Die ‘enz.’ is super belachelijk, maar het is ook eerlijk. Wilders is zelden voor iets, we horen vooral waar hij tegen is. Het begint met de Islam en dan volgt er een hele rits andere dingen waar hij tegen is, bijna als een rijtje dominostenen die omvallen. ‘Enz.’ is maar drie letters, maar omvat tegelijkertijd alles. Je kunt zo’n gimmick, net zoals de tweets van Trump, onzin vinden en middels feiten en fact checking willen weerleggen, maar dat heeft weinig nut. Wat populisten als Wilders of Trump zeggen heeft impact, hoe vaag of onjuist het inhoudelijk ook is.

“We moeten niet met ‘minder’ op Wilders reageren, maar met meer: méér complexiteit toestaan, meer perspectieven.”

Wanneer je een weinig precies geformuleerde antipathie als ‘ontwikkelingshulp, windmolens, kunst, innovatie, omroep enz’ weglacht, vergooi je ook de mogelijkheid om je – in bredere zin – op een andere manier tot het leven te verhouden. Je volgt bestaande categorieën (bijvoorbeeld: een politicus moet zich correct uitdrukken), in de hoop Wilders daarmee weg te drukken. Je reageert dus conservatief op een conservatieve kracht. Dat ene woordje ‘enz’, zo abstract en open, nodigt uit om voorbij bekende taal en categorieën te formuleren.

We moeten niet met ‘minder’ op Wilders reageren, maar met meer: méér complexiteit toestaan, meer perspectieven, meer verschillende kennisvormen.  Dat, dit méér, is geen paniekreactie. Ik stel deze vragen – ‘Wat doet een politicus?’ of ‘Wat is rechtvaardigheid?’ – niet omdat figuren als Wilders en Trump de huidige orde bekritiseren. Ik stel deze vragen omdat deze altijd al moesten worden gesteld, omdat waarden en instituties meer zouden moeten veranderen dan ze doen en deden. Ik laat me deze fundamentele vragen en de wens tot verandering niet afnemen, omdat rechts de meeste opschudding lijkt te veroorzaken, waardoor we welhaast bang lijken voor opschudding.”

Je zat niet als journalist noch als jurist bij het proces. Voelde je je een buitenbeentje?
“Ik kon de buitenstaander zijn omdat ik voldoende insider was. Er waren bijvoorbeeld ook twee journalisten met Marokkaanse en Turkse roots aanwezig. Hen werd gevraagd of zij bij de benadeelden hoorden. Hetzelfde gold voor rechtenstudenten met een niet-Westers uiterlijk die het proces kwamen volgen. Zij werden door aanwezige Wilders-aanhangers uitgejouwd. Dat waren allemaal mensen die een rol hadden in het proces, maar die toch als ‘ander’ werden benaderd.
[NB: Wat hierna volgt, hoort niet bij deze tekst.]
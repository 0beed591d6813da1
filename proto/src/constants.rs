//! Because consistency is great!

use std::time::Duration;

pub const ATTR_OBJECTCLASS: &str = "objectclass";
pub const ATTR_ALIASED_ENTRY_NAME: &str = "aliasedentryname";
pub const ATTR_MEMBER: &str = "member";
pub const ATTR_UNIQUE_MEMBER: &str = "uniquemember";
pub const ATTR_CN: &str = "cn";
pub const ATTR_ADMINISTRATIVE_ROLE: &str = "administrativerole";
pub const ATTR_ACCESS_CONTROL_SCHEME: &str = "accesscontrolscheme";

pub const OC_TOP: &str = "top";
pub const OC_ALIAS: &str = "alias";
pub const OC_SUBENTRY: &str = "subentry";
pub const OC_PARENT: &str = "parent";
pub const OC_CHILD: &str = "child";

/// Basic access control.
pub const BASIC_ACCESS_CONTROL_SCHEME: &str = "2.5.28.1";
/// Simplified access control, which ignores entry ACI.
pub const SIMPLIFIED_ACCESS_CONTROL_SCHEME: &str = "2.5.28.2";

/// Length in bytes of a paged results query reference.
pub const QUERY_REFERENCE_LEN: usize = 16;

pub const DEFAULT_FIND_DSE_ITERATION_CEILING: usize = 10_000;
pub const DEFAULT_MAX_ALIAS_CHAIN: usize = 32;
pub const DEFAULT_FAST_PATH_SUBORDINATE_THRESHOLD: usize = 100;
pub const DEFAULT_SUBORDINATE_BATCH_SIZE: usize = 100;
pub const DEFAULT_MAX_PAGED_QUERIES_PER_CONNECTION: usize = 5;
pub const DEFAULT_MAX_SORT_KEYS: usize = 3;
pub const DEFAULT_SIZE_LIMIT: usize = 1_000;
pub const DEFAULT_MAX_SIZE_LIMIT: usize = 10_000;
pub const DEFAULT_TIME_LIMIT: Duration = Duration::from_secs(30);
pub const DEFAULT_MAX_TIME_LIMIT: Duration = Duration::from_secs(300);
//! Filter evaluation against the attributes of one DSE.
//!
//! Evaluation is three valued. An item is undefined when its attribute is absent from the
//! entry in a way that cannot be decided, when the matching rule cannot order the values,
//! or when the requester is not permitted to match against the attribute or value. An
//! undefined item never selects an entry, and `Not` of undefined is still undefined.

use std::cmp::Ordering;
use std::collections::BTreeMap;

use crate::prelude::*;

/// Asked once per attribute type (with `None`) and once per candidate value.
pub type PermittedToMatch<'a> = dyn Fn(&AttributeType, Option<&AttributeValue>) -> bool + 'a;

pub trait FilterEvaluator: Send + Sync {
    fn evaluate(
        &self,
        filter: &Filter,
        attributes: &BTreeMap<AttributeType, Vec<AttributeValue>>,
        permitted: &PermittedToMatch<'_>,
    ) -> bool;
}

#[derive(Debug, Clone)]
pub struct BasicFilterEvaluator {
    registry: Arc<MatchingRuleRegistry>,
}

impl BasicFilterEvaluator {
    pub fn new(registry: Arc<MatchingRuleRegistry>) -> Self {
        BasicFilterEvaluator { registry }
    }

    fn eval(
        &self,
        filter: &Filter,
        attributes: &BTreeMap<AttributeType, Vec<AttributeValue>>,
        permitted: &PermittedToMatch<'_>,
    ) -> Option<bool> {
        match filter {
            Filter::And(parts) => {
                let mut result = Some(true);
                for part in parts {
                    match self.eval(part, attributes, permitted) {
                        Some(false) => return Some(false),
                        Some(true) => {}
                        None => result = None,
                    }
                }
                result
            }
            Filter::Or(parts) => {
                let mut result = Some(false);
                for part in parts {
                    match self.eval(part, attributes, permitted) {
                        Some(true) => return Some(true),
                        Some(false) => {}
                        None => result = None,
                    }
                }
                result
            }
            Filter::Not(inner) => self.eval(inner, attributes, permitted).map(|b| !b),
            Filter::Item(item) => self.eval_item(item, attributes, permitted),
        }
    }

    fn eval_item(
        &self,
        item: &FilterItem,
        attributes: &BTreeMap<AttributeType, Vec<AttributeValue>>,
        permitted: &PermittedToMatch<'_>,
    ) -> Option<bool> {
        let atype = item.attribute_type();
        if !permitted(atype, None) {
            return None;
        }
        let values = attributes.get(atype).map(|v| v.as_slice()).unwrap_or(&[]);
        let reg = &self.registry;

        if let FilterItem::Present(_) = item {
            return Some(!values.is_empty());
        }

        // Only values the requester may match against take part, the rest are invisible.
        let mut any_undefined = false;
        for value in values.iter().filter(|v| permitted(atype, Some(*v))) {
            let hit = match item {
                FilterItem::Equality(_, asserted) => Some(reg.equal(atype, value, asserted)),
                FilterItem::ApproximateMatch(_, asserted) => {
                    Some(reg.approximate(atype, value, asserted))
                }
                FilterItem::GreaterOrEqual(_, asserted) => reg
                    .ordering(atype, value, asserted)
                    .map(|o| o != Ordering::Less),
                FilterItem::LessOrEqual(_, asserted) => reg
                    .ordering(atype, value, asserted)
                    .map(|o| o != Ordering::Greater),
                FilterItem::Substrings {
                    initial, any, last, ..
                } => Some(reg.substrings(atype, value, initial.as_ref(), any, last.as_ref())),
                FilterItem::Present(_) => Some(true),
            };
            match hit {
                Some(true) => return Some(true),
                Some(false) => {}
                None => any_undefined = true,
            }
        }

        if any_undefined {
            None
        } else {
            Some(false)
        }
    }
}

impl FilterEvaluator for BasicFilterEvaluator {
    fn evaluate(
        &self,
        filter: &Filter,
        attributes: &BTreeMap<AttributeType, Vec<AttributeValue>>,
        permitted: &PermittedToMatch<'_>,
    ) -> bool {
        let result = self.eval(filter, attributes, permitted);
        trace!(%filter, ?result, "filter evaluated");
        result.unwrap_or(false)
    }
}

#[cfg(test)]
mod tests {
    use super::*;

    fn attrs() -> BTreeMap<AttributeType, Vec<AttributeValue>> {
        Dse::new(DseType::ENTRY)
            .with_attribute("cn", &["Alice Smith"])
            .with_attribute("uidNumber", &["1000"])
            .with_attribute("userPassword", &["hunter2"])
            .attributes
    }

    fn evaluator() -> BasicFilterEvaluator {
        BasicFilterEvaluator::new(Arc::new(MatchingRuleRegistry::default()))
    }

    #[test]
    fn test_filter_basic_items() {
        let ev = evaluator();
        let a = attrs();
        let all = |_: &AttributeType, _: Option<&AttributeValue>| true;
        assert!(ev.evaluate(&f_eq("CN", "alice smith"), &a, &all));
        assert!(ev.evaluate(&f_ge("uidNumber", "999"), &a, &all));
        assert!(!ev.evaluate(&f_le("uidNumber", "999"), &a, &all));
        assert!(ev.evaluate(&f_and(vec![f_pres("cn"), f_not(f_pres("mail"))]), &a, &all));
        assert!(ev.evaluate(&Filter::everything(), &a, &all));
        assert!(!ev.evaluate(&f_or(vec![]), &a, &all));
    }

    #[test]
    fn test_filter_unpermitted_is_undefined() {
        let ev = evaluator();
        let a = attrs();
        let no_pw = |t: &AttributeType, _: Option<&AttributeValue>| t.as_str() != "userpassword";
        assert!(!ev.evaluate(&f_eq("userPassword", "hunter2"), &a, &no_pw));
        // Negating an undefined item must not select the entry either.
        assert!(!ev.evaluate(&f_not(f_eq("userPassword", "hunter2")), &a, &no_pw));
        assert!(ev.evaluate(
            &f_or(vec![f_eq("userPassword", "x"), f_eq("cn", "alice smith")]),
            &a,
            &no_pw
        ));
    }

    #[test]
    fn test_filter_unordered_values_are_undefined() {
        let ev = evaluator();
        let a = Dse::new(DseType::ENTRY)
            .with_attribute("member", &["cn=a,o=b"])
            .attributes;
        let all = |_: &AttributeType, _: Option<&AttributeValue>| true;
        assert!(!ev.evaluate(&f_ge("member", "cn=a"), &a, &all));
        assert!(!ev.evaluate(&f_not(f_ge("member", "cn=a")), &a, &all));
    }
}
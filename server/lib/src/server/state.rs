use hashbrown::HashSet;

use crate::prelude::*;

/// The accumulator for one client operation, passed by reference through name
/// resolution and the list and search procedures.
#[derive(Debug, Clone)]
pub struct OperationDispatcherState {
    pub operation: OperationCode,
    pub service_controls: ServiceControls,
    pub chaining: ChainingArguments,
    /// The progress the request arrived with. Name resolution moves `chaining` on, this
    /// stays put.
    pub received_progress: OperationProgress,
    /// The name being resolved. For an alias this is the aliased name plus whatever of
    /// the original name was left.
    pub name: DistinguishedName,
    pub found: Option<Arc<Vertex>>,
    /// Set when resolution stopped short of the full name under partial name resolution.
    pub partial_name: bool,
    pub entry_suitable: bool,
    /// Administrative points passed on the way to `found`, closest last.
    pub adm_points: Vec<Arc<Vertex>>,
    /// References produced while resolving the name.
    pub nr_continuation: Vec<ContinuationReference>,
    /// References produced while listing or searching below the resolved name.
    pub sr_continuation: Vec<ContinuationReference>,
    pub visited_aliases: HashSet<EntryId>,
    pub rdns_resolved: usize,
    pub alias_depth: usize,
    /// The deepest name matched so far, for error diagnostics.
    pub matched: DistinguishedName,
}

impl OperationDispatcherState {
    pub fn new(
        operation: OperationCode,
        name: DistinguishedName,
        service_controls: ServiceControls,
        chaining: ChainingArguments,
    ) -> Self {
        OperationDispatcherState {
            operation,
            service_controls,
            received_progress: chaining.operation_progress,
            chaining,
            name,
            found: None,
            partial_name: false,
            entry_suitable: false,
            adm_points: Vec::new(),
            nr_continuation: Vec::new(),
            sr_continuation: Vec::new(),
            visited_aliases: HashSet::new(),
            rdns_resolved: 0,
            alias_depth: 0,
            matched: DistinguishedName::root(),
        }
    }

    /// A fresh accumulator to resolve the target of an alias. Only the operation, its
    /// controls and the aliases already visited carry over. The chaining arguments are
    /// derived, so the caller's copy stays as it was.
    pub fn derive_for_alias(&self, target: DistinguishedName, aliased_rdns: usize) -> Self {
        let mut inner = OperationDispatcherState::new(
            self.operation,
            target.clone(),
            self.service_controls.clone(),
            self.chaining.dereferenced_alias(target, aliased_rdns),
        );
        inner.visited_aliases = self.visited_aliases.clone();
        inner.alias_depth = self.alias_depth + 1;
        inner
    }

    /// Take the outcome of a successful alias resolution as our own.
    ///
    /// Replaced: `found`, `partial_name`, `entry_suitable`, `adm_points`,
    /// `nr_continuation`, `chaining`, `rdns_resolved`, `name` and `matched`.
    /// Unioned: `visited_aliases`. Left alone: `operation`, `service_controls`,
    /// `sr_continuation` and `alias_depth`.
    pub fn merge_alias_resolution(&mut self, inner: OperationDispatcherState) {
        self.found = inner.found;
        self.partial_name = inner.partial_name;
        self.entry_suitable = inner.entry_suitable;
        self.adm_points = inner.adm_points;
        self.nr_continuation = inner.nr_continuation;
        self.chaining = inner.chaining;
        self.rdns_resolved = inner.rdns_resolved;
        self.name = inner.name;
        self.matched = inner.matched;
        self.visited_aliases.extend(inner.visited_aliases);
    }

    pub fn alias_dereferenced(&self) -> bool {
        self.chaining.alias_dereferenced
    }

    /// True when a superior DSA already completed name resolution before chaining the
    /// request here. Client requests never are.
    pub fn arrived_resolved(&self) -> bool {
        self.received_progress.phase == NameResolutionPhase::Completed
    }
}

#[cfg(test)]
mod tests {
    use super::*;

    #[test]
    fn test_alias_derivation_is_isolated() {
        let mut outer = OperationDispatcherState::new(
            OperationCode::Read,
            dn!("cn=Bob,o=Example,c=US"),
            ServiceControls::default(),
            ChainingArguments::default(),
        );
        outer.visited_aliases.insert(7);
        outer.nr_continuation.push(ContinuationReference::new(
            dn!("c=US"),
            OperationProgress::not_started(),
            ReferenceType::Superior,
            Vec::new(),
        ));

        let mut inner = outer.derive_for_alias(dn!("cn=Alice,o=Example,c=US"), 3);
        assert!(inner.nr_continuation.is_empty());
        assert!(inner.adm_points.is_empty());
        assert!(inner.visited_aliases.contains(&7));
        assert!(inner.chaining.alias_dereferenced);
        assert!(!outer.chaining.alias_dereferenced);
        assert_eq!(inner.alias_depth, 1);

        inner.visited_aliases.insert(8);
        inner.rdns_resolved = 3;
        outer.merge_alias_resolution(inner);
        assert!(outer.alias_dereferenced());
        assert!(outer.nr_continuation.is_empty());
        assert_eq!(outer.rdns_resolved, 3);
        assert!(outer.visited_aliases.contains(&8));
        assert_eq!(outer.alias_depth, 0);
        assert_eq!(outer.name, dn!("cn=Alice,o=Example,c=US"));
        assert!(!outer.arrived_resolved());
    }

    #[test]
    fn test_received_progress_survives_resolution() {
        let mut state = OperationDispatcherState::new(
            OperationCode::Search,
            dn!("c=US"),
            ServiceControls::default(),
            ChainingArguments::default(),
        );
        state.chaining = state.chaining.with_progress(OperationProgress::completed());
        assert!(!state.arrived_resolved());

        let chained = ChainingArguments::default().with_progress(OperationProgress::completed());
        let state = OperationDispatcherState::new(
            OperationCode::Search,
            dn!("c=US"),
            ServiceControls::default(),
            chained,
        );
        assert!(state.arrived_resolved());
    }
}
#[macro_export]
macro_rules! spanned {
    ($name:expr, $code:block) => {{
        // Block: can short circuit outer function
        let _entered_span = $crate::tracing::trace_span!($name).entered();
        $code
    }};
    ($name:expr, || $code:block) => {{
        // Closure: cannot short circuit outer function
        let _entered_span = $crate::tracing::trace_span!($name).entered();
        (|| $code)()
    }};
}

#[macro_export]
macro_rules! tagged_event {
    ($level:ident, $event_tag:path, $($arg:tt)*) => {{
        fn assert_eventtag(_: &$crate::EventTag) {}
        assert_eventtag(&$event_tag);
        let event_tag_id: u64 = $event_tag.into();
        $crate::tracing::event!($crate::tracing::Level::$level, event_tag_id, $($arg)*)
    }}
}

#[macro_export]
macro_rules! admin_debug {
    ($($arg:tt)*) => { $crate::tagged_event!(DEBUG, $crate::EventTag::AdminDebug, $($arg)*) }
}

#[macro_export]
macro_rules! admin_error {
    ($($arg:tt)*) => { $crate::tagged_event!(ERROR, $crate::EventTag::AdminError, $($arg)*) }
}

#[macro_export]
macro_rules! admin_warn {
    ($($arg:tt)*) => { $crate::tagged_event!(WARN, $crate::EventTag::AdminWarn, $($arg)*) }
}

#[macro_export]
macro_rules! admin_info {
    ($($arg:tt)*) => { $crate::tagged_event!(INFO, $crate::EventTag::AdminInfo, $($arg)*) }
}

#[macro_export]
macro_rules! request_error {
    ($($arg:tt)*) => { $crate::tagged_event!(ERROR, $crate::EventTag::RequestError, $($arg)*) }
}

#[macro_export]
macro_rules! request_warn {
    ($($arg:tt)*) => { $crate::tagged_event!(WARN, $crate::EventTag::RequestWarn, $($arg)*) }
}

#[macro_export]
macro_rules! request_info {
    ($($arg:tt)*) => { $crate::tagged_event!(INFO, $crate::EventTag::RequestInfo, $($arg)*) }
}

#[macro_export]
macro_rules! request_trace {
    ($($arg:tt)*) => { $crate::tagged_event!(TRACE, $crate::EventTag::RequestTrace, $($arg)*) }
}

#[macro_export]
macro_rules! security_critical {
    ($($arg:tt)*) => { $crate::tagged_event!(INFO, $crate::EventTag::SecurityCritical, $($arg)*) }
}

#[macro_export]
macro_rules! security_error {
    ($($arg:tt)*) => { $crate::tagged_event!(ERROR, $crate::EventTag::SecurityError, $($arg)*) }
}

#[macro_export]
macro_rules! security_info {
    ($($arg:tt)*) => { $crate::tagged_event!(INFO, $crate::EventTag::SecurityInfo, $($arg)*) }
}

#[macro_export]
macro_rules! security_access {
    ($($arg:tt)*) => { $crate::tagged_event!(INFO, $crate::EventTag::SecurityAccess, $($arg)*) }
}

#[macro_export]
macro_rules! security_debug {
    ($($arg:tt)*) => { $crate::tagged_event!(DEBUG, $crate::EventTag::SecurityDebug, $($arg)*) }
}

#[macro_export]
macro_rules! resolve_error {
    ($($arg:tt)*) => { $crate::tagged_event!(ERROR, $crate::EventTag::ResolveError, $($arg)*) }
}

#[macro_export]
macro_rules! resolve_warn {
    ($($arg:tt)*) => { $crate::tagged_event!(WARN, $crate::EventTag::ResolveWarn, $($arg)*) }
}

#[macro_export]
macro_rules! resolve_info {
    ($($arg:tt)*) => { $crate::tagged_event!(INFO, $crate::EventTag::ResolveInfo, $($arg)*) }
}

#[macro_export]
macro_rules! resolve_trace {
    ($($arg:tt)*) => { $crate::tagged_event!(TRACE, $crate::EventTag::ResolveTrace, $($arg)*) }
}

#[macro_export]
macro_rules! perf_trace {
    ($($arg:tt)*) => { $crate::tagged_event!(TRACE, $crate::EventTag::PerfTrace, $($arg)*) }
}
“Niemand vraagt me ooit waar ik ‘echt’ vandaan kom, ook al heb ik behalve een Nederlands ook een Amerikaans paspoort.”

Dat overkwam mij niet, ik hoorde er vanzelfsprekend bij. Mijn buitenstaanderschap is dus relatief. Ik heb de privileges van wit-genoeg, vrouw-genoeg, niet uitermate gay ogend, hoogopgeleid… Niemand vraagt me ooit waar ik ‘echt’ vandaan kom, ook al heb ik behalve een Nederlands ook een Amerikaans paspoort. Dankzij mijn privileges kan ik ook makkelijker er niet bij willen horen.”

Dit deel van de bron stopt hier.